In the records that follow, the lines from the one containing "Self::default()" to the one containing "the checkpoint when", inclusive, are to be given again exactly.

MATERIAL FOR THE TASK:
===============

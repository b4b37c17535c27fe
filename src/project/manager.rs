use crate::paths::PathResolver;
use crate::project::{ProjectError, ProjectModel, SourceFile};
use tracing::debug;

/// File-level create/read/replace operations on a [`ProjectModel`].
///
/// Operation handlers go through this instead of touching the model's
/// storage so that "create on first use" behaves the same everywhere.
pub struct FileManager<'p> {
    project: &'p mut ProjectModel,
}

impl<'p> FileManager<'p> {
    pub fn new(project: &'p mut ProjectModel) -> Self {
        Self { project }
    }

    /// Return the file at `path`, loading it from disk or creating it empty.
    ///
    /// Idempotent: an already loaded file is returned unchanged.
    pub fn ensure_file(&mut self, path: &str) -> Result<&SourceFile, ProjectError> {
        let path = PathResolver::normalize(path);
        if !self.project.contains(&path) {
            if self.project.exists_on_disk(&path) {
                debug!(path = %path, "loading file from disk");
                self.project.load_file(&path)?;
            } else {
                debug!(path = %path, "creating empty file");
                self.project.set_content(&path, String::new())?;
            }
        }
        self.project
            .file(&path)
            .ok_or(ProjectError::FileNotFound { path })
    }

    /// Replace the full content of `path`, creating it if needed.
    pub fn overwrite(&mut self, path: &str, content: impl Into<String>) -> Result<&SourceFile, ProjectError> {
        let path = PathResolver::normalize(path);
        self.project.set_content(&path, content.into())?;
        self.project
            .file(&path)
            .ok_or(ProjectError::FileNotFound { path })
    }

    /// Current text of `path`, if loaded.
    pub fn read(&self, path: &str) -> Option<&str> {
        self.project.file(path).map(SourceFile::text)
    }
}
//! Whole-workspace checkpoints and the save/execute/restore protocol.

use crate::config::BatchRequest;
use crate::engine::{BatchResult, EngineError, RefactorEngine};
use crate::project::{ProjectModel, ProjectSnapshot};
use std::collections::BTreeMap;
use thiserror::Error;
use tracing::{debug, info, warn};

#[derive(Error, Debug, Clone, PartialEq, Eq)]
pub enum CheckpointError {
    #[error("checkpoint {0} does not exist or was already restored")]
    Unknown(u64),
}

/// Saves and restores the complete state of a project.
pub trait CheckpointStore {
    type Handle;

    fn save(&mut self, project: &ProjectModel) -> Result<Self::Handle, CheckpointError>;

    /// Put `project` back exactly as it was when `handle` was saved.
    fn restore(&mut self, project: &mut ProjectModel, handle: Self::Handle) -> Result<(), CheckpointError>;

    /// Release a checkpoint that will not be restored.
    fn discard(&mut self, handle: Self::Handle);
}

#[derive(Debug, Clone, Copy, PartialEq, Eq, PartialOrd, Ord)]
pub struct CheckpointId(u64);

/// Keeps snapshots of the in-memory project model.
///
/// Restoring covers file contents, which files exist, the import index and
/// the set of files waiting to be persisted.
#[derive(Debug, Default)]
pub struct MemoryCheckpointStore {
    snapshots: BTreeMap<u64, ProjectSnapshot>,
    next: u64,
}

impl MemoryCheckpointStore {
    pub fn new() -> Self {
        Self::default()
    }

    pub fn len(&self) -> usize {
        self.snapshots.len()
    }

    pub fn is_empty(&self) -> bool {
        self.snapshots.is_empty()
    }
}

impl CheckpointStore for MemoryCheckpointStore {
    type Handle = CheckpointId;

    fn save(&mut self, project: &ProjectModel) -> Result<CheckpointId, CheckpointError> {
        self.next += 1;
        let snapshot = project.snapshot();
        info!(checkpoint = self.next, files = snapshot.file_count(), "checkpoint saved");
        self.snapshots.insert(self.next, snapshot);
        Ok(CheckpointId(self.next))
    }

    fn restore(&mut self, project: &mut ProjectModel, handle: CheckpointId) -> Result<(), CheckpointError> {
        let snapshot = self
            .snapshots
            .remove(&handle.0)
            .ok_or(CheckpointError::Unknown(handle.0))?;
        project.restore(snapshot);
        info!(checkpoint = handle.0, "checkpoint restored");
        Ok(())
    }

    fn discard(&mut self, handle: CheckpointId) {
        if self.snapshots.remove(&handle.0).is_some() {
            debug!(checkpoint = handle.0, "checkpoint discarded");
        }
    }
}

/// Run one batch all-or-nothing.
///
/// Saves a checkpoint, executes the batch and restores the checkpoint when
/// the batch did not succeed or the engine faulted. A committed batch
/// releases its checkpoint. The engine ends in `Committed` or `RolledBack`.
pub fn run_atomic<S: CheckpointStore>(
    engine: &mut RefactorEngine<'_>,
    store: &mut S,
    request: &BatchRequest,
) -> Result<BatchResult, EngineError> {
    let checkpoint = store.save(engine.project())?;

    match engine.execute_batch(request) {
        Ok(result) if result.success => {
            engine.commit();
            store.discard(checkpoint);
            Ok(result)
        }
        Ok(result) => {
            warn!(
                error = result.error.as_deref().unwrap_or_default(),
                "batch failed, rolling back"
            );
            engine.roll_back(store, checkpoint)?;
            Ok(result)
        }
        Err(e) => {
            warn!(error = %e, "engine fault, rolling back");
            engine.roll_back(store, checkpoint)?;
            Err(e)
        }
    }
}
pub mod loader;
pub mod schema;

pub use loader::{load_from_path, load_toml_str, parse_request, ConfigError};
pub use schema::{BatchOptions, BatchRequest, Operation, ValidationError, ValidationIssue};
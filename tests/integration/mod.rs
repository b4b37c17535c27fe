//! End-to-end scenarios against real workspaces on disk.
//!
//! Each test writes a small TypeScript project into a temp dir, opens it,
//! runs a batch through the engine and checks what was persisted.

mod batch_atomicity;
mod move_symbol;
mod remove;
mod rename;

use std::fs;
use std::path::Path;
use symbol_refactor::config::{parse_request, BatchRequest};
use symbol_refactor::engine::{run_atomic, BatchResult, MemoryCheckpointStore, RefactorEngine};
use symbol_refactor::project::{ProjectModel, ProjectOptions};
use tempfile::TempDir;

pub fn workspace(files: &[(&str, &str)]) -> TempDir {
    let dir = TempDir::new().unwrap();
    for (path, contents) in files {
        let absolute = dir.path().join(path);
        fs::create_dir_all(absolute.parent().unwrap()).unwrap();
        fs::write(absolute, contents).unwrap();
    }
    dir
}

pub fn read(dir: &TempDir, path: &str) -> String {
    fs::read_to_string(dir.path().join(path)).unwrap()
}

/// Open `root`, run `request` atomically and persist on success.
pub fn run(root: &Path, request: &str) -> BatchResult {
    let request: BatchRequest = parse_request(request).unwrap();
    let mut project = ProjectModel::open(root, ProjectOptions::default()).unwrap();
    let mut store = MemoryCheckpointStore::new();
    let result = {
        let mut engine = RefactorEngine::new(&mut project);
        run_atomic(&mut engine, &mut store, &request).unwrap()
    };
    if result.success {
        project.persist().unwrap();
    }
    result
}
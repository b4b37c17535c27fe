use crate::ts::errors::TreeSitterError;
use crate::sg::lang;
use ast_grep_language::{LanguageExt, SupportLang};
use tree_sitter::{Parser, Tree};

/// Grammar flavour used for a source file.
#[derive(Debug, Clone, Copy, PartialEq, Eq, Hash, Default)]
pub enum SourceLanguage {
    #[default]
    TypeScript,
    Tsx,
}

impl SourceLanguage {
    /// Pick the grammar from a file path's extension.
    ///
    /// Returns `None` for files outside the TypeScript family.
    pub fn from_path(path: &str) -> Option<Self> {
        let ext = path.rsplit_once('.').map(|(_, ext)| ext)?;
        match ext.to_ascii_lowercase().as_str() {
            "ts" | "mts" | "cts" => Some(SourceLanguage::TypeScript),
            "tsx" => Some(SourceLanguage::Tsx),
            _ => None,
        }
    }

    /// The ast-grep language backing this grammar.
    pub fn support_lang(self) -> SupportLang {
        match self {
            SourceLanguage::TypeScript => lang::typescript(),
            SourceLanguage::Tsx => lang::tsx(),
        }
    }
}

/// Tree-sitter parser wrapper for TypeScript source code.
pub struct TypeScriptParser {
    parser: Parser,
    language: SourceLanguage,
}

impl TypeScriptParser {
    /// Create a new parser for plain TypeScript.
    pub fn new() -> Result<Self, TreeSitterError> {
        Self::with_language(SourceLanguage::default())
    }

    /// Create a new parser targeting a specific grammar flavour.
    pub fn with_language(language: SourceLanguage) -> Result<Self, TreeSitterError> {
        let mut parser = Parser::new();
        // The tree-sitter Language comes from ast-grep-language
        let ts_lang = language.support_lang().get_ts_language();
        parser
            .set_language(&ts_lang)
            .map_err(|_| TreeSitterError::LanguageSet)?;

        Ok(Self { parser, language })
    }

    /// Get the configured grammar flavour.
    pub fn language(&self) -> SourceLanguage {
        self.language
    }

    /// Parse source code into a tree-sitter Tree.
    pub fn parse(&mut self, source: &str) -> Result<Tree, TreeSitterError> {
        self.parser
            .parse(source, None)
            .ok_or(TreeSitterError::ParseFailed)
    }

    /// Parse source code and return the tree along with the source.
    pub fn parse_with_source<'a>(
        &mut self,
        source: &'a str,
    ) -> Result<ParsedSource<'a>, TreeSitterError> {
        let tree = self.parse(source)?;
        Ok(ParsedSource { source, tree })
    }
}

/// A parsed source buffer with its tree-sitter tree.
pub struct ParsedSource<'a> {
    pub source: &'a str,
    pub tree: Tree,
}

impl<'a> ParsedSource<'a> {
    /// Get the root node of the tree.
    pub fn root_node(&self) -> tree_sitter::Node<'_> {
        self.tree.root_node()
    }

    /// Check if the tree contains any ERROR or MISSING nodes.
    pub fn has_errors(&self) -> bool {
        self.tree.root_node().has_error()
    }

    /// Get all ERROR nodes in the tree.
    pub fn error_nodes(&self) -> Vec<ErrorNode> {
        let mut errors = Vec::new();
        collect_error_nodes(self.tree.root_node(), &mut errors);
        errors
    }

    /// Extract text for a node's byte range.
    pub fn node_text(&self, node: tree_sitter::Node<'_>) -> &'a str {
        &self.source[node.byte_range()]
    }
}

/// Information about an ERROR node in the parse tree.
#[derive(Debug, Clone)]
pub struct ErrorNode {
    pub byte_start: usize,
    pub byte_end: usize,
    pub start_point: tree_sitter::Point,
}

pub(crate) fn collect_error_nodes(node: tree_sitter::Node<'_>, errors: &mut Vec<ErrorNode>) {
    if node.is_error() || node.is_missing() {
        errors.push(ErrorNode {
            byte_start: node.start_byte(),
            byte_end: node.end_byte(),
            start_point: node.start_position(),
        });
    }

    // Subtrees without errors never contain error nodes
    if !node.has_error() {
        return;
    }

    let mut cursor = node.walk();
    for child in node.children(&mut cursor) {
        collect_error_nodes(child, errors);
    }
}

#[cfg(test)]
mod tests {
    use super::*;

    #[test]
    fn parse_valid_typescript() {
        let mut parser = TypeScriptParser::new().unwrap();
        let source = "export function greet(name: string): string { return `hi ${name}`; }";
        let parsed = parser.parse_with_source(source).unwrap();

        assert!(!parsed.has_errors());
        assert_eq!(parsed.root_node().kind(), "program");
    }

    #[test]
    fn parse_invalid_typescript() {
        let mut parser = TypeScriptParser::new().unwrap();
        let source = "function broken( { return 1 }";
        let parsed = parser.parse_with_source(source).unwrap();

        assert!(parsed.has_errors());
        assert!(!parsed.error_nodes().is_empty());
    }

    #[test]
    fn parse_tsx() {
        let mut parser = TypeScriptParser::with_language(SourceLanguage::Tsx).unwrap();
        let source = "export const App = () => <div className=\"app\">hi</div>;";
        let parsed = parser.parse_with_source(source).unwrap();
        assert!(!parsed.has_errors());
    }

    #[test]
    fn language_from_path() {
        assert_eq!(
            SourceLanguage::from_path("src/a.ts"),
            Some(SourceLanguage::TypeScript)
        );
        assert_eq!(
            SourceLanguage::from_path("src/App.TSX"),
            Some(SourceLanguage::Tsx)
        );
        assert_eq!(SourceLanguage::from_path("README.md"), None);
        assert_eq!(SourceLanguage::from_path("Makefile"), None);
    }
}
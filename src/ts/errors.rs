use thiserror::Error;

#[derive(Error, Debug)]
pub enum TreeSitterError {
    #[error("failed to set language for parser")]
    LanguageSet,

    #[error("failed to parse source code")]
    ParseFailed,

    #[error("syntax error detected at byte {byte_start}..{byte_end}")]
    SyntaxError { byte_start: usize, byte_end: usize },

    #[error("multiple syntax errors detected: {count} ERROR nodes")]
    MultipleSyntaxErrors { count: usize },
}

===============

FINISHED TASK:
        Self::default()
    }

    pub fn len(&self) -> usize {
        self.snapshots.len()
    }

    pub fn is_empty(&self) -> bool {
        self.snapshots.is_empty()
    }
}

impl CheckpointStore for MemoryCheckpointStore {
    type Handle = CheckpointId;

    fn save(&mut self, project: &ProjectModel) -> Result<CheckpointId, CheckpointError> {
        self.next += 1;
        let snapshot = project.snapshot();
        info!(checkpoint = self.next, files = snapshot.file_count(), "checkpoint saved");
        self.snapshots.insert(self.next, snapshot);
        Ok(CheckpointId(self.next))
    }

    fn restore(&mut self, project: &mut ProjectModel, handle: CheckpointId) -> Result<(), CheckpointError> {
        let snapshot = self
            .snapshots
            .remove(&handle.0)
            .ok_or(CheckpointError::Unknown(handle.0))?;
        project.restore(snapshot);
        info!(checkpoint = handle.0, "checkpoint restored");
        Ok(())
    }

    fn discard(&mut self, handle: CheckpointId) {
        if self.snapshots.remove(&handle.0).is_some() {
            debug!(checkpoint = handle.0, "checkpoint discarded");
        }
    }
}

/// Run one batch all-or-nothing.
///
/// Saves a checkpoint, executes the batch and restores the checkpoint when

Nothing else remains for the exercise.